Figure 3.. Other metabolic alterations in epithelia and endothelia in response to force.

A, In epithelia, shear stress induces the degradation of lipid droplets (lipophagy) promoting the availability and increased β-oxidation of fatty acids for ATP production. Additionally, force leads to mitochondrial reorganization and metabolic reprogramming.
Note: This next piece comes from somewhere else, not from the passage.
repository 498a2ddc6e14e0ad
//! Inbound adapters that translate external requests into domain service
//! calls while keeping framework details at the edge.

pub mod http;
Flow promotes AMPK activation which phosphorylates PGC-1α and increases mitochondrial biogenesis, and changes in the stiffness of epithelial cells alters mitochondrial function by changing solute carrier family 9 member A1 (SLC9A1) ion transport and heat shock factor-1 transcription in a process known as mitohormesis. B, Endothelial cells utilize fatty acids as a fuel source. shear activates the fatty acid transporter CPT1A, thereby increasing fatty acid transport and fatty acid oxidation (FAO). Shear stress affects mitochondrial dynamics in endothelia. Shear increases mitochondrial fusion events through increased production of optic atrophy protein 1 (OPA1) and mitofusion 2 (MTF2) and sequesters the endothelial fission protein dynamin-related protein 1 (DRP1) away from mitochondria. Additionally, shear induced AMPK triggers mitochondrial biogenesis via peroxisome proliferator-activated receptor-gamma coactivator 1α (PGC-1 α) phosphorylation.